//! Resolution of signed grid coordinates that may fall outside the grid.
//!
//! A grid of half-extent `n` covers coordinates `[-n, n)` on each axis.
//! [`BoundsPolicy`] decides what happens to a coordinate outside that range.

use crate::error::SimError;
use serde::{Deserialize, Serialize};
use std::fmt;
use std::str::FromStr;

/// How out-of-range coordinates are mapped back onto the grid.
#[derive(Debug, Clone, Copy, PartialEq, Eq, Default, Serialize, Deserialize)]
#[serde(rename_all = "lowercase")]
pub enum BoundsPolicy {
    /// Reject with [`SimError::OutOfRange`].
    #[default]
    Strict,
    /// Pin to the nearest edge cell, `[-n, n - 1]`.
    Clamp,
    /// Toroidal wrap into `[-n, n)`.
    Wrap,
}

impl BoundsPolicy {
    /// All policy names, in declaration order.
    pub fn list_names() -> &'static [&'static str] {
        &["strict", "clamp", "wrap"]
    }

    /// Canonical lowercase name.
    pub fn name(self) -> &'static str {
        match self {
            BoundsPolicy::Strict => "strict",
            BoundsPolicy::Clamp => "clamp",
            BoundsPolicy::Wrap => "wrap",
        }
    }

    /// Maps the pair `(i, j)` into `[-half_extent, half_extent)` on both axes.
    ///
    /// Under [`BoundsPolicy::Strict`] a pair with either coordinate outside the
    /// range is an error; the other policies succeed for any grid a
    /// [`Grid`](crate::Grid) can represent.
    pub fn resolve(
        self,
        i: isize,
        j: isize,
        half_extent: usize,
    ) -> Result<(isize, isize), SimError> {
        if half_extent == 0 || half_extent > isize::MAX as usize / 2 {
            return Err(SimError::InvalidDimensions);
        }
        let n = half_extent as isize;
        let inside = |c: isize| (-n..n).contains(&c);
        match self {
            BoundsPolicy::Strict => {
                if inside(i) && inside(j) {
                    Ok((i, j))
                } else {
                    Err(SimError::OutOfRange { i, j, half_extent })
                }
            }
            BoundsPolicy::Clamp => Ok((i.clamp(-n, n - 1), j.clamp(-n, n - 1))),
            BoundsPolicy::Wrap => Ok((wrap(i, n), wrap(j, n))),
        }
    }
}

/// Toroidal wrap of `c` into `[-n, n)`, computed as `(c + n) mod 2n - n`
/// without overflowing for saturated coordinates.
fn wrap(c: isize, n: isize) -> isize {
    let span = 2 * n;
    (c.rem_euclid(span) + n).rem_euclid(span) - n
}

impl FromStr for BoundsPolicy {
    type Err = SimError;

    fn from_str(s: &str) -> Result<Self, Self::Err> {
        match s.trim().to_ascii_lowercase().as_str() {
            "strict" => Ok(BoundsPolicy::Strict),
            "clamp" => Ok(BoundsPolicy::Clamp),
            "wrap" => Ok(BoundsPolicy::Wrap),
            _ => Err(SimError::UnknownBoundsPolicy(s.to_string())),
        }
    }
}

impl fmt::Display for BoundsPolicy {
    fn fmt(&self, f: &mut fmt::Formatter<'_>) -> fmt::Result {
        f.write_str(self.name())
    }
}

** WORK TASK **
Lines with "Result": find them in the data and copy each one.

** SOLUTION TO THIS TASK **
    ) -> Result<(isize, isize), SimError> {
    fn from_str(s: &str) -> Result<Self, Self::Err> {
    fn fmt(&self, f: &mut fmt::Formatter<'_>) -> fmt::Result {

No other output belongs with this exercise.